Supplied data
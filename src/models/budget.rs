//! Category budget model
//!
//! A budget binds a spending limit and a running `spent` total to one
//! category. `spent` is maintained incrementally by expense recording and
//! can be recomputed from the transaction log at any time.

use serde::{Deserialize, Serialize};
use std::fmt;

use super::category::Category;
use super::money::Money;
use crate::error::{FinanceError, FinanceResult};

/// Spending limit and accumulated spend for one category
#[derive(Debug, Clone, PartialEq, Eq, Serialize, Deserialize)]
pub struct CategoryBudget {
    category: Category,
    limit: Money,
    #[serde(default)]
    spent: Money,
}

impl CategoryBudget {
    /// Create a budget with nothing spent yet
    pub fn new(category: Category, limit: Money) -> FinanceResult<Self> {
        Self::with_spent(category, limit, Money::zero())
    }

    /// Create a budget carrying an existing spent total (used by rename)
    pub fn with_spent(category: Category, limit: Money, spent: Money) -> FinanceResult<Self> {
        validate_non_negative("limit", limit)?;
        validate_non_negative("spent", spent)?;
        Ok(Self {
            category,
            limit,
            spent,
        })
    }

    pub fn category(&self) -> &Category {
        &self.category
    }

    pub fn limit(&self) -> Money {
        self.limit
    }

    pub fn spent(&self) -> Money {
        self.spent
    }

    /// Update the limit in place
    pub fn set_limit(&mut self, limit: Money) -> FinanceResult<()> {
        validate_non_negative("limit", limit)?;
        self.limit = limit;
        Ok(())
    }

    /// Add an expense amount to the running total
    pub fn add_spent(&mut self, amount: Money) -> FinanceResult<()> {
        validate_non_negative("spent amount", amount)?;
        self.spent += amount;
        Ok(())
    }

    /// Overwrite the running total (full recomputation)
    pub fn set_spent(&mut self, spent: Money) -> FinanceResult<()> {
        validate_non_negative("spent", spent)?;
        self.spent = spent;
        Ok(())
    }

    /// `limit - spent`; negative once the budget is exceeded
    pub fn remaining(&self) -> Money {
        self.limit - self.spent
    }
}

fn validate_non_negative(field: &str, amount: Money) -> FinanceResult<()> {
    if amount.is_negative() {
        return Err(FinanceError::InvalidInput(format!(
            "Budget {} cannot be negative: {}",
            field, amount
        )));
    }
    Ok(())
}

impl fmt::Display for CategoryBudget {
    fn fmt(&self, f: &mut fmt::Formatter<'_>) -> fmt::Result {
        write!(
            f,
            "{}: limit {}, spent {}, remaining {}",
            self.category,
            self.limit,
            self.spent,
            self.remaining()
        )
    }
}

About this task
Take every line of the material that contains the word "Create", and copy it.

Your response
    /// Create a budget with nothing spent yet
    /// Create a budget carrying an existing spent total (used by rename)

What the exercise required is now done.